_Problem requirements_: Only the lines with "registry" in them need to be copied from the listing.

------------------------------------------------------------

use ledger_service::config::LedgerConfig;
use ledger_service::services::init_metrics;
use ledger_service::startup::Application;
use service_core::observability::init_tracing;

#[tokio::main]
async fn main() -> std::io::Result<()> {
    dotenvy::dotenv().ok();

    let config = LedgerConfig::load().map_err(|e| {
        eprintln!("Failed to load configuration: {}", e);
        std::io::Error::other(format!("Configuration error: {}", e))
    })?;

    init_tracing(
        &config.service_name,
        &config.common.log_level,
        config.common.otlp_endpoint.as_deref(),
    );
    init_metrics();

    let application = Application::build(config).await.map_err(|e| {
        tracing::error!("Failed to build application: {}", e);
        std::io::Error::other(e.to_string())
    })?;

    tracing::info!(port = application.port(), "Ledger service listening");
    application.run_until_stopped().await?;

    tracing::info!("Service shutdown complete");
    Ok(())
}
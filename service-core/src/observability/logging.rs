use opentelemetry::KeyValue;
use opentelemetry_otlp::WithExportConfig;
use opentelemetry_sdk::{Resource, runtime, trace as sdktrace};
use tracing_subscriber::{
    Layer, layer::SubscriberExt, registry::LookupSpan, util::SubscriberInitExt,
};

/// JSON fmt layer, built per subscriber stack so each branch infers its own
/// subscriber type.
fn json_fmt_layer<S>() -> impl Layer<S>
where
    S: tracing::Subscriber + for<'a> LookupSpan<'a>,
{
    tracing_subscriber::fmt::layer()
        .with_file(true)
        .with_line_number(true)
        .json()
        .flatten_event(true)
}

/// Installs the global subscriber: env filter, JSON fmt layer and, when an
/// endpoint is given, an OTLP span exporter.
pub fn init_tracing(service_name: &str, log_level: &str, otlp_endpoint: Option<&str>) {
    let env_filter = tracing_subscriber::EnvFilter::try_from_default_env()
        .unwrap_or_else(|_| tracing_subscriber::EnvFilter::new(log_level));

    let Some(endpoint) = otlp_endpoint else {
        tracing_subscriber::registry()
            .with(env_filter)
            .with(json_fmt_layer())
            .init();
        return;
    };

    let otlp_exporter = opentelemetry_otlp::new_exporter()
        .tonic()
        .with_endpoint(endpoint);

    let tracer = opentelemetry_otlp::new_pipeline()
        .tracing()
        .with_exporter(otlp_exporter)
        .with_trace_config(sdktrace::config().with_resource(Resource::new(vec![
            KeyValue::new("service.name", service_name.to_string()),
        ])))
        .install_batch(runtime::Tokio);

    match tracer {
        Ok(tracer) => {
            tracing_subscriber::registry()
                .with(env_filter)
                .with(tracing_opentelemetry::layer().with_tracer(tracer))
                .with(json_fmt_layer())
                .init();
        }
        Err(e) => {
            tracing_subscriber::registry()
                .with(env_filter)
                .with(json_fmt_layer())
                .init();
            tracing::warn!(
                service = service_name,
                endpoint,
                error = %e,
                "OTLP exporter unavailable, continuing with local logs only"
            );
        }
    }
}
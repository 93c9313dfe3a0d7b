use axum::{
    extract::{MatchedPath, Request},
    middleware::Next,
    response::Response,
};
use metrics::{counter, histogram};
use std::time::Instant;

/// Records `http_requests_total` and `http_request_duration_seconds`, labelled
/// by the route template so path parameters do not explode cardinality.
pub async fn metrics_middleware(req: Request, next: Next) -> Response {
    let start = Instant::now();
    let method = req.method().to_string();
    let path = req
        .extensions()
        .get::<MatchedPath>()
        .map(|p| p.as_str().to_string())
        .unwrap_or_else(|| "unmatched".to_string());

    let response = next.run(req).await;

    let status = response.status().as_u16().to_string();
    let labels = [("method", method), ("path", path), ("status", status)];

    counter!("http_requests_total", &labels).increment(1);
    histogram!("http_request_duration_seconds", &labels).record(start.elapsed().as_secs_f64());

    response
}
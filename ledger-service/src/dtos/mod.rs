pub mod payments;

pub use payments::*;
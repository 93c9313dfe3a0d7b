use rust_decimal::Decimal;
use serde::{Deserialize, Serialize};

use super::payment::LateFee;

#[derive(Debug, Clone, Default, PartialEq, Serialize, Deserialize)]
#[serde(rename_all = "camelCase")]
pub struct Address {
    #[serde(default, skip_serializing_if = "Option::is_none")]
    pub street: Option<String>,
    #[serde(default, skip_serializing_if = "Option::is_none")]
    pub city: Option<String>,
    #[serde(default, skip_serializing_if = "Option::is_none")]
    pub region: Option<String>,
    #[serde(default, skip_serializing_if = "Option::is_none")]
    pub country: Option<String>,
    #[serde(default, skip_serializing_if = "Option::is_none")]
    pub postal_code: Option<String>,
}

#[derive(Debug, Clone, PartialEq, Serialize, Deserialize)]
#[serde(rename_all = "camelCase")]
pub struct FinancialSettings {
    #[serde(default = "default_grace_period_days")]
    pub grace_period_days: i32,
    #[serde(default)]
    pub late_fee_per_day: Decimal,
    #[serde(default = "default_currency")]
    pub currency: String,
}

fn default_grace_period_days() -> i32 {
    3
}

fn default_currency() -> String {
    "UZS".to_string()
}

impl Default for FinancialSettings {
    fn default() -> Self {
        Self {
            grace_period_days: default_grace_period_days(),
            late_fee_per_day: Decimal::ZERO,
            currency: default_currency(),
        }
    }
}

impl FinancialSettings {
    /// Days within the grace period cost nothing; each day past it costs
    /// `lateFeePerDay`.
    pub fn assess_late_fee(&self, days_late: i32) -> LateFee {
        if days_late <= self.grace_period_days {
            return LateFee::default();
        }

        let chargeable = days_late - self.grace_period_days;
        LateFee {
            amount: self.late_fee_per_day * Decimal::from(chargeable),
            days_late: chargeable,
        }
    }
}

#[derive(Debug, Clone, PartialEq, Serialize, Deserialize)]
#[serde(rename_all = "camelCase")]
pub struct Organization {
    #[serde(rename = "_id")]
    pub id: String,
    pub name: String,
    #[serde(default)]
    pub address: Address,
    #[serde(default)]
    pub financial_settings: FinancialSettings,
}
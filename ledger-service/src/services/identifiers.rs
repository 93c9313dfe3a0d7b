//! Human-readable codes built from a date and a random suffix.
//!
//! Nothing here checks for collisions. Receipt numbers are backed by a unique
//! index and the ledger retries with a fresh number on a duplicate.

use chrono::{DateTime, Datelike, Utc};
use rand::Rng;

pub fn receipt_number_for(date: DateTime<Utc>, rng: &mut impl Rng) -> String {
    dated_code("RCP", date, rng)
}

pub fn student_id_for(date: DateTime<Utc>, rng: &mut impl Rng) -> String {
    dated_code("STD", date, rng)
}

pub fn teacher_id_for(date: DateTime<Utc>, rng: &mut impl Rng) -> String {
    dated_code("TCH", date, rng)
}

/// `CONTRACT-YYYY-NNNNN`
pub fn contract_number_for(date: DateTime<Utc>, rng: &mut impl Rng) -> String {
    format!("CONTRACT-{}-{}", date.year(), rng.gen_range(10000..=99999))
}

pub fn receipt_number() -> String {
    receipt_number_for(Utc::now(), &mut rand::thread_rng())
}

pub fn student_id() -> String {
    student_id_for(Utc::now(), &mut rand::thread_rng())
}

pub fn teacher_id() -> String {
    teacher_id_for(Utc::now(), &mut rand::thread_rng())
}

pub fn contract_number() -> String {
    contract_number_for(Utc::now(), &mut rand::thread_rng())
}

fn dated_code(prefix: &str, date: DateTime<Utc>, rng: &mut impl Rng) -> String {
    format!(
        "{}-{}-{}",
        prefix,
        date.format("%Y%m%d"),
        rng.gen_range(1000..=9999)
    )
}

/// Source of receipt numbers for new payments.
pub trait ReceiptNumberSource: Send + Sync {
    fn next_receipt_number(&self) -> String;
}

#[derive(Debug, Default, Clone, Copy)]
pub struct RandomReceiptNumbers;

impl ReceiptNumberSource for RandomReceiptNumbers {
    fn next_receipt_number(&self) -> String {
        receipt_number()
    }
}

------------------------------------------------------------

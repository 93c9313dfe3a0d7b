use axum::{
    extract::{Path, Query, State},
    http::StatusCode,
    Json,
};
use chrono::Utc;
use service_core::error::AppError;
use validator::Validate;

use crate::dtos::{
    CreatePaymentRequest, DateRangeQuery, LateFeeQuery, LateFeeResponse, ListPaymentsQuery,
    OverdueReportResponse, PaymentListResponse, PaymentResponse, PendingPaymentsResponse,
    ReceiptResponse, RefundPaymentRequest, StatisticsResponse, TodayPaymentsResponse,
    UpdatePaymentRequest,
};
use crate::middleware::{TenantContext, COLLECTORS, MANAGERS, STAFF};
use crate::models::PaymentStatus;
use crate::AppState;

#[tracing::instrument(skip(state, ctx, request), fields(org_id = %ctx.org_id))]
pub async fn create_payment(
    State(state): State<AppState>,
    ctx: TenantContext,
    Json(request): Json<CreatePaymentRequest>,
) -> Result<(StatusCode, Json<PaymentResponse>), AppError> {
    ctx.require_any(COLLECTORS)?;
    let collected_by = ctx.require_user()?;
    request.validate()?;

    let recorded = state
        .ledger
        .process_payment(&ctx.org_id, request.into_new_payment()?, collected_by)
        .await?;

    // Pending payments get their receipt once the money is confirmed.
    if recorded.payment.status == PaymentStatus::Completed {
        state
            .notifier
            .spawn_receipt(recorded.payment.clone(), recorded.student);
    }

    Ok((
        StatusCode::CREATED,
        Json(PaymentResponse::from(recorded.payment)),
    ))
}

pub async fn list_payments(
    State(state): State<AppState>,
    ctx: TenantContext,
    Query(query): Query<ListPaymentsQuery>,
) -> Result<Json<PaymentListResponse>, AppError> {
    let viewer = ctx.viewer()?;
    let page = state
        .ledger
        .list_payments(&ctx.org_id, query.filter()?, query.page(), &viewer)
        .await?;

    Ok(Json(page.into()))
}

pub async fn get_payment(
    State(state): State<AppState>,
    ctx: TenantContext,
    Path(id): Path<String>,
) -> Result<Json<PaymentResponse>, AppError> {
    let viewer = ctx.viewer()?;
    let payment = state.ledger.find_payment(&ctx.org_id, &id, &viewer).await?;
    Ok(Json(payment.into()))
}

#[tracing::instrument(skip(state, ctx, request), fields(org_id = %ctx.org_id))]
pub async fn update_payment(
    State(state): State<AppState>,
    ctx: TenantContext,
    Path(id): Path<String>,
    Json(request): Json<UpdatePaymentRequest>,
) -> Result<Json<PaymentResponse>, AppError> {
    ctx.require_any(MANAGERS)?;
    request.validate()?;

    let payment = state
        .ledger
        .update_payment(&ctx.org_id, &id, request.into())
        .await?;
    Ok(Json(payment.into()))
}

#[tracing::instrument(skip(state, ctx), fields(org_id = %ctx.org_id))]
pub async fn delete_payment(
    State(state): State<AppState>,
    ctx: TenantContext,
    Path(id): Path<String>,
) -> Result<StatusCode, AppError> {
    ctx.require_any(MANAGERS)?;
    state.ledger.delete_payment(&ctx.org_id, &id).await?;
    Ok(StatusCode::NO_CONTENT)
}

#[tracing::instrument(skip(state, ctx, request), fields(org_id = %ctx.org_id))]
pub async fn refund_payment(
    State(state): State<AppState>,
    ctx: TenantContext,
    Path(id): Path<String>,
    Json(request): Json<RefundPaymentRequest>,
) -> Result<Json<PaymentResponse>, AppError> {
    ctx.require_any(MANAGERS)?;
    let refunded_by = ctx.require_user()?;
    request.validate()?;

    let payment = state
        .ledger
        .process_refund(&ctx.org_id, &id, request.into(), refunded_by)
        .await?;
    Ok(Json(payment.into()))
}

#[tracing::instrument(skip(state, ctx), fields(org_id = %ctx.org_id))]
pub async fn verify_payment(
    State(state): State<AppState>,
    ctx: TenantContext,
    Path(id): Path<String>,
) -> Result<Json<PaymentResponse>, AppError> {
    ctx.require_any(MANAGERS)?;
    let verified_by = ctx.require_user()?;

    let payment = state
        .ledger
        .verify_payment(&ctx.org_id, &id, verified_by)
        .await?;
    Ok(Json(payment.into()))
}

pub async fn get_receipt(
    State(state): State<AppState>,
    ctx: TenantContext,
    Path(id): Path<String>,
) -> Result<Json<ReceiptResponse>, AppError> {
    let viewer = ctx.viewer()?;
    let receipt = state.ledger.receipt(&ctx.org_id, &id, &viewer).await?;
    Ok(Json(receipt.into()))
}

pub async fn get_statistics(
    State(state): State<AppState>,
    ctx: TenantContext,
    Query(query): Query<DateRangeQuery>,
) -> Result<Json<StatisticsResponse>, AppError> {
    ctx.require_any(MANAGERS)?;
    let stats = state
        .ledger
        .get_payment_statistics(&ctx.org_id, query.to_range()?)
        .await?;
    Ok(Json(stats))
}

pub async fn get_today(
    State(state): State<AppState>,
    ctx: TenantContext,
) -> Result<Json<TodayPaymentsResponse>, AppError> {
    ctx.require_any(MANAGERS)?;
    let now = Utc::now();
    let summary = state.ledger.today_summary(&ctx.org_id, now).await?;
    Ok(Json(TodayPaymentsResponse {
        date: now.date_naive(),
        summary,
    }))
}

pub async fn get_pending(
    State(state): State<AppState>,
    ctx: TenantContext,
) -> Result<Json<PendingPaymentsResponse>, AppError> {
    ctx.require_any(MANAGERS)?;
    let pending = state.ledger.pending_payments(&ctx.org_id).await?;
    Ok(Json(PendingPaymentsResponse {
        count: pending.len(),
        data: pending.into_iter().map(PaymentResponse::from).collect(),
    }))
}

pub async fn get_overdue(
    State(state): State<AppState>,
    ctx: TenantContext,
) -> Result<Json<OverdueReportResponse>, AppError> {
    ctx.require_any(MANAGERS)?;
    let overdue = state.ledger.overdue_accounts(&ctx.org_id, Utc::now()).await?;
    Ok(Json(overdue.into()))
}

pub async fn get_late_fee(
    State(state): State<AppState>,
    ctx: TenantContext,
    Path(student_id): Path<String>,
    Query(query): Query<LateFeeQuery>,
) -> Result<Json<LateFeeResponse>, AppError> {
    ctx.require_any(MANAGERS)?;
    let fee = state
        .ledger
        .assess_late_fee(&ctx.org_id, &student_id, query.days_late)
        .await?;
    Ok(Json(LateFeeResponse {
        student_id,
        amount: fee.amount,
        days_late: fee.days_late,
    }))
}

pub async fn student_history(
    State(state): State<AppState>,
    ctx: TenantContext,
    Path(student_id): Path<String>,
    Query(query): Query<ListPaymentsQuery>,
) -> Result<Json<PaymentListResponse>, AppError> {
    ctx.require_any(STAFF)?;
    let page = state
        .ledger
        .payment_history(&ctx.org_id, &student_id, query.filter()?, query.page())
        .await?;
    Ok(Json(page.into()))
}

------------------------------------------------------------

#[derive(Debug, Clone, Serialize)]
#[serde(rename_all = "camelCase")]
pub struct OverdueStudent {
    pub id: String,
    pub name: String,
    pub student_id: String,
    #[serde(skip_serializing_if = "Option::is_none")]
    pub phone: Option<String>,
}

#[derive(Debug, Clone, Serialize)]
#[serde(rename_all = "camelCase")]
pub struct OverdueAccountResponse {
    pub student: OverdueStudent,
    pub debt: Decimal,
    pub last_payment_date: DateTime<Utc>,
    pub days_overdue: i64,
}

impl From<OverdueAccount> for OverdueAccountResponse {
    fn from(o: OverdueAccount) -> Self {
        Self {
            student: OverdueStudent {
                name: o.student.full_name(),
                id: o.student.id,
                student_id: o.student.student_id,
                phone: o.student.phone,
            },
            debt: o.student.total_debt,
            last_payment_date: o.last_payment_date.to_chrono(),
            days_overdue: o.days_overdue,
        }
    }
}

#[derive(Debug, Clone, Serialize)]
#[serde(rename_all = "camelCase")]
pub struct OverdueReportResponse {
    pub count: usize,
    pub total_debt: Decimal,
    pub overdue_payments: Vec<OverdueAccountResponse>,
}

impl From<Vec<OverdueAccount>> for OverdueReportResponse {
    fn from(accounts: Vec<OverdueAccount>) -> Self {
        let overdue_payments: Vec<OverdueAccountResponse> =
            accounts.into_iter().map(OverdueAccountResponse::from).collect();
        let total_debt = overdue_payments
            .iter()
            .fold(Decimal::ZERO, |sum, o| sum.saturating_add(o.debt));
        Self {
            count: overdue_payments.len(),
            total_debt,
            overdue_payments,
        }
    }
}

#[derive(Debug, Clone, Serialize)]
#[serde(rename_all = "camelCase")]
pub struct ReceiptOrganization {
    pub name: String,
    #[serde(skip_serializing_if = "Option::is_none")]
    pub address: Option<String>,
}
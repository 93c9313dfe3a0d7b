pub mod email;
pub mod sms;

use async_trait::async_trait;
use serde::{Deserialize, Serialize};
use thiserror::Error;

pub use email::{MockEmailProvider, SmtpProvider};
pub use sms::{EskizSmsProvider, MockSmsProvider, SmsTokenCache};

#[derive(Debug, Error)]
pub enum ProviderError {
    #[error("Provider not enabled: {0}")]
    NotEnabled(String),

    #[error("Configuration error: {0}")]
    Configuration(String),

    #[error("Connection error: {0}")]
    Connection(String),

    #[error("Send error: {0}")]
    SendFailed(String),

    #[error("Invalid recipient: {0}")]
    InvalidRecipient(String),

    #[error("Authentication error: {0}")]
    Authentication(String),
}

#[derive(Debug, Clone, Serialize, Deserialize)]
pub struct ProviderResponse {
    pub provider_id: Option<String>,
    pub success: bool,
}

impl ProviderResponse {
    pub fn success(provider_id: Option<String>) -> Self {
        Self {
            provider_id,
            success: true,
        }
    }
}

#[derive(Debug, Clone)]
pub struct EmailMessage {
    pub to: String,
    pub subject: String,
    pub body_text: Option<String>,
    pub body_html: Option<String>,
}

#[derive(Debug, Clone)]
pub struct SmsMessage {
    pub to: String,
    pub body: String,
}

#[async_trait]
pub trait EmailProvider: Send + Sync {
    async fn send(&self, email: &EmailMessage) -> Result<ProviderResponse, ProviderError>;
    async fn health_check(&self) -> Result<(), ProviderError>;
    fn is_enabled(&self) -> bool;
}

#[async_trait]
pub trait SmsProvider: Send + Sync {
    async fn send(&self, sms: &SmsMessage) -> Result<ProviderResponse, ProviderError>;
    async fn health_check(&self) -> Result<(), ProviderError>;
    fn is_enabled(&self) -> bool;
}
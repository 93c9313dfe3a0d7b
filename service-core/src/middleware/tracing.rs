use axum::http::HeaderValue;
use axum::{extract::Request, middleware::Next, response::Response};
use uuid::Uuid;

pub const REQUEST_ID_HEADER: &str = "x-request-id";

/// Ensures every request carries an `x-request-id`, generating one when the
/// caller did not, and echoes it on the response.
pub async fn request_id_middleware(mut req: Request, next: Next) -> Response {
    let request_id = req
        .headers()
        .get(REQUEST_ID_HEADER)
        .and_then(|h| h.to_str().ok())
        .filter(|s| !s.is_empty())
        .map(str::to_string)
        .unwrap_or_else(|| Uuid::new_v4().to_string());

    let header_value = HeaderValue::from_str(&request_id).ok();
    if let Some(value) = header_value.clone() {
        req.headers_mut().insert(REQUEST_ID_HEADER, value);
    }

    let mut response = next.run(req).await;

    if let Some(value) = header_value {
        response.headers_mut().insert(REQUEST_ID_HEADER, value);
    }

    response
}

------------------------------------------------------------

_Answer section_:
    Layer, layer::SubscriberExt, registry::LookupSpan, util::SubscriberInitExt,
        tracing_subscriber::registry()
            tracing_subscriber::registry()
            tracing_subscriber::registry()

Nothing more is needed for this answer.